Vai-se à barca do Anjo, e diz:
Hou da barca! Houlá! Hou! Haveis logo de partir?
ANJO
E onde queres tu ir?
ONZENEIRO
Eu pera o Paraíso vou.
ANJO
Pois cant’eu mui fora estou de te levar para lá. Essoutra te levará; vai pera quem te enganou!
ONZENEIRO
Porquê?
ANJO
Porque esse bolsão tomará todo o navio.
ONZENEIRO
Juro a Deus que vai vazio!
ANJO
Não já no teu coração.
ONZENEIRO
Lá me fica, de rondão, minha fazenda e alhea.
ANJO
Ó onzena, como és fea e filha de maldição!
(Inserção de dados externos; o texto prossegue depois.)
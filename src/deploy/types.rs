use crate::config::{ConfigError, Secret};
use crate::executor::ExecutorError;
use std::fmt;
use std::path::PathBuf;
use std::time::Duration;

pub const DOCTL: &str = "doctl";
pub const DOCKER: &str = "docker";
pub const REQUIRED_EXECUTABLES: &[&str] = &[DOCTL, DOCKER];

pub const DO_TOKEN_VAR: &str = "DO_TOKEN";
pub const BUILD_CONTEXT_VAR: &str = "BUILD_CONTEXT";
pub const DOCKERFILE_VAR: &str = "DOCKERFILE";
pub const REPOSITORY_VAR: &str = "REPOSITORY";
pub const IMAGE_TAG_VAR: &str = "IMAGE_TAG";

/// Checked in this order; the first unset one is reported.
pub const REQUIRED_ENV_VARS: &[&str] = &[
    DO_TOKEN_VAR,
    BUILD_CONTEXT_VAR,
    DOCKERFILE_VAR,
    REPOSITORY_VAR,
    IMAGE_TAG_VAR,
];

#[derive(Debug, Clone)]
pub struct DeployConfig {
    /// DigitalOcean API token handed to `doctl auth init`
    pub token: Secret,
    /// Directory sent to `docker build` as the build context
    pub build_context: PathBuf,
    pub dockerfile: PathBuf,
    /// Registry repository, e.g. `registry.digitalocean.com/team/app`
    pub repository: String,
    pub image_tag: String,
}

impl DeployConfig {
    /// `<repository>:<tag>`
    pub fn image_ref(&self) -> String {
        format!("{}:{}", self.repository, self.image_tag)
    }
}

#[derive(Debug, thiserror::Error)]
pub enum DeployError {
    #[error("Required executable '{0}' was not found on PATH")]
    MissingDependency(String),

    #[error("Missing environment variable: {0}")]
    MissingEnvVar(String),

    #[error("Configuration error: {0}")]
    Config(#[from] ConfigError),

    #[error("{step} failed: '{command}' exited with code {code}: {message}")]
    CommandFailed {
        step: &'static str,
        command: String,
        code: i32,
        message: String,
    },

    #[error("Push rejected by registry: {0}")]
    PushRejected(String),

    #[error("Executor error: {0}")]
    Executor(#[from] ExecutorError),
}

impl DeployError {
    /// Problems the user can fix locally, as opposed to tool or registry failures.
    pub fn is_user_error(&self) -> bool {
        matches!(
            self,
            DeployError::MissingDependency(_) | DeployError::MissingEnvVar(_) | DeployError::Config(_)
        )
    }
}

pub type DeployResult<T> = Result<T, DeployError>;

#[derive(Debug, Clone)]
pub struct DeploySummary {
    pub image: String,
    pub push_messages: Vec<String>,
    pub duration: Duration,
}

#[derive(Debug, Clone)]
pub enum DeployerEvent {
    StepStarted(String),
    StepCompleted(String),
    StepFailed(String, String),
    PushProgress(String),
}

impl fmt::Display for DeployerEvent {
    fn fmt(&self, f: &mut fmt::Formatter<'_>) -> fmt::Result {
        match self {
            DeployerEvent::StepStarted(msg) => write!(f, "Started: {}", msg),
            DeployerEvent::StepCompleted(msg) => write!(f, "Completed: {}", msg),
            DeployerEvent::StepFailed(step, err) => write!(f, "Failed: {} - {}", step, err),
            DeployerEvent::PushProgress(msg) => write!(f, "Push: {}", msg),
        }
    }
}
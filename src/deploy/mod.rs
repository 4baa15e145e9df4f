pub mod preflight;
pub mod push;
pub mod types;

pub use preflight::Preflight;
pub use push::PushMessage;
pub use types::{DeployConfig, DeployError, DeployResult, DeploySummary, DeployerEvent};

use crate::executor::{CommandExecutor, CommandResult, Invocation};
use std::ops::ControlFlow;
use std::time::Instant;
use tokio::sync::mpsc;
use types::{DOCKER, DOCTL};

/// Builds an image and pushes it to the DigitalOcean registry.
pub struct Deployer<'a> {
    executor: &'a mut (dyn CommandExecutor + Send),
    progress_sender: Option<mpsc::Sender<DeployerEvent>>,
}

impl<'a> Deployer<'a> {
    const CHECK_STEP: &'static str = "Checking dependencies";
    const AUTH_STEP: &'static str = "Authenticating with registry";
    const BUILD_STEP: &'static str = "Building image";
    const PUSH_STEP: &'static str = "Pushing image";

    pub fn new(
        executor: &'a mut (dyn CommandExecutor + Send),
        progress_sender: Option<mpsc::Sender<DeployerEvent>>,
    ) -> Self {
        Self {
            executor,
            progress_sender,
        }
    }

    async fn send_event(&self, event: DeployerEvent) {
        if let Some(sender) = &self.progress_sender {
            if let Err(e) = sender.send(event).await {
                tracing::warn!("Failed to send progress event: {}", e);
            }
        }
    }

    /// Runs the four stages in order, stopping at the first failure.
    pub async fn deploy(&mut self, preflight: &Preflight) -> DeployResult<DeploySummary> {
        let started = Instant::now();
        tracing::info!("🚀 Starting deploy...");

        self.send_event(DeployerEvent::StepStarted(Self::CHECK_STEP.to_string()))
            .await;
        let config = match preflight.check() {
            Ok(config) => config,
            Err(e) => {
                self.send_event(DeployerEvent::StepFailed(
                    Self::CHECK_STEP.to_string(),
                    e.to_string(),
                ))
                .await;
                return Err(e);
            }
        };
        self.send_event(DeployerEvent::StepCompleted(Self::CHECK_STEP.to_string()))
            .await;

        self.send_event(DeployerEvent::StepStarted(Self::AUTH_STEP.to_string()))
            .await;
        let result = self.authenticate(&config).await;
        self.finish_step(Self::AUTH_STEP, &result).await;
        result?;

        self.send_event(DeployerEvent::StepStarted(Self::BUILD_STEP.to_string()))
            .await;
        let result = self.build(&config).await;
        self.finish_step(Self::BUILD_STEP, &result).await;
        result?;

        self.send_event(DeployerEvent::StepStarted(Self::PUSH_STEP.to_string()))
            .await;
        let result = self.push(&config).await;
        self.finish_step(Self::PUSH_STEP, &result).await;
        let push_messages = result?;

        let image = config.image_ref();
        tracing::info!("✅ Pushed {}", image);
        Ok(DeploySummary {
            image,
            push_messages,
            duration: started.elapsed(),
        })
    }

    async fn finish_step<T>(&self, name: &str, result: &DeployResult<T>) {
        let event = match result {
            Ok(_) => DeployerEvent::StepCompleted(name.to_string()),
            Err(e) => DeployerEvent::StepFailed(name.to_string(), e.to_string()),
        };
        self.send_event(event).await;
    }

    async fn authenticate(&mut self, config: &DeployConfig) -> DeployResult<()> {
        tracing::info!("Logging in to the registry with doctl");
        let init = Invocation::new(DOCTL)
            .arg("auth")
            .arg("init")
            .arg("--access-token")
            .secret_arg(config.token.expose());
        let result = self.executor.execute(&init).await?;
        ensure_success(Self::AUTH_STEP, &result)?;

        let login = Invocation::new(DOCTL).arg("registry").arg("login");
        let result = self.executor.execute(&login).await?;
        ensure_success(Self::AUTH_STEP, &result)
    }

    async fn build(&mut self, config: &DeployConfig) -> DeployResult<()> {
        tracing::info!("Building {}", config.image_ref());
        let invocation = Invocation::new(DOCKER)
            .arg("build")
            .arg("--file")
            .arg(config.dockerfile.to_string_lossy())
            .arg("--tag")
            .arg(config.image_ref())
            .arg(config.build_context.to_string_lossy());

        let result = self
            .executor
            .execute_streaming(&invocation, &mut |line: &str| {
                tracing::debug!("build: {}", line);
                ControlFlow::Continue(())
            })
            .await?;
        ensure_success(Self::BUILD_STEP, &result)
    }

    async fn push(&mut self, config: &DeployConfig) -> DeployResult<Vec<String>> {
        let invocation = Invocation::new(DOCKER).arg("push").arg(config.image_ref());
        let sender = self.progress_sender.clone();
        let mut rejection: Option<String> = None;
        let mut messages = Vec::new();

        let result = self
            .executor
            .execute_streaming(&invocation, &mut |line: &str| {
                let message = PushMessage::parse(line);
                if let Some(error) = message.error_message() {
                    tracing::error!("Registry reported: {}", error);
                    rejection = Some(error.to_string());
                    return ControlFlow::Break(());
                }
                if let Some(summary) = message.summary() {
                    tracing::debug!("push: {}", summary);
                    if let Some(sender) = &sender {
                        // Progress is best effort; a full channel just drops the update.
                        let _ = sender.try_send(DeployerEvent::PushProgress(summary.clone()));
                    }
                    messages.push(summary);
                }
                ControlFlow::Continue(())
            })
            .await?;

        if let Some(error) = rejection {
            return Err(DeployError::PushRejected(error));
        }
        ensure_success(Self::PUSH_STEP, &result)?;
        Ok(messages)
    }
}

fn ensure_success(step: &'static str, result: &CommandResult) -> DeployResult<()> {
    if result.is_success() {
        return Ok(());
    }
    Err(DeployError::CommandFailed {
        step,
        command: result.command.clone(),
        code: result.output.exit_code,
        message: result.failure_message(),
    })
}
Torna o Onzeneiro à barca do Inferno e diz:
ONZENEIRO
Houlá! Hou! Demo barqueiro! Sabês vós no que me fundo? Quero lá tornar ao mundo e trazer o meu dinheiro. que aqueloutro marinheiro, porque me vê vir sem nada, dá-me tanta borregada como arrais lá do Barreiro.
DIABO
Entra, entra, e remarás! Nom percamos mais maré!
ONZENEIRO
Todavia…
DIABO
Per força é! Que te pês, cá entrarás! Irás servir Satanás, pois que sempre te ajudou.
ONZENEIRO
Oh! Triste, quem me cegou?
DIABO
Cal’te, que cá chorarás.
Entrando o Onzeneiro no batel, onde achou o Fidalgo embarcado, diz tirando o barrete:
ONZENEIRO
Santa Joana de Valdês! Cá é vossa senhoria?
FIDALGO
Dá ò demo a cortesia!
DIABO
Ouvis? Falai vós cortês! Vós, fidalgo, cuidareis que estais na vossa pousada? Dar-vos-ei tanta pancada com um remo que renegueis!
Vem Joane, o Parvo, e diz ao Arrais do Inferno:
PARVO
Hou daquesta!
DIABO
Quem é?
PARVO
Eu soo. É esta a naviarra nossa?
DIABO
De quem?
PARVO
Dos tolos.
DIABO
Vossa. Entra!
PARVO
De pulo ou de voo? Hou! Pesar de meu avô! Soma, vim adoecer e fui má-hora morrer, e nela, pera mi só.
DIABO
De que morreste?
PARVO
De quê? Samicas de caganeira.
DIABO
De quê?
PARVO
De caga merdeira! Má rabugem que te dê!
DIABO
Entra! Põe aqui o pé!
PARVO
Houlá! Nom tombe o zambuco!
DIABO
Entra, tolaço eunuco, que se nos vai a maré!
PARVO
Aguardai, aguardai, houlá! E onde havemos nós d’ir ter?
DIABO
Ao porto de Lucifer.
PARVO
Ha-á-a…
DIABO
Ó Inferno! Entra cá!
PARVO
Ò Inferno?… Eramá… Hiu! Hiu! Barca do cornudo. Pêro Vinagre, beiçudo, rachador d’Alverca, huhá! Sapateiro da Candosa! Antrecosto de carrapato! Hiu! Hiu! Caga no sapato, filho da grande aleivosa! Tua mulher é tinhosa e há-de parir um sapo chantado no guardanapo! Neto de cagarrinhosa!
Furta cebolas! Hiu! Hiu! Excomungado nas erguejas! Burrela, cornudo sejas! Toma o pão que te caiu! A mulher que te fugiu per’a Ilha da Madeira! Cornudo atá mangueira, toma o pão que te caiu!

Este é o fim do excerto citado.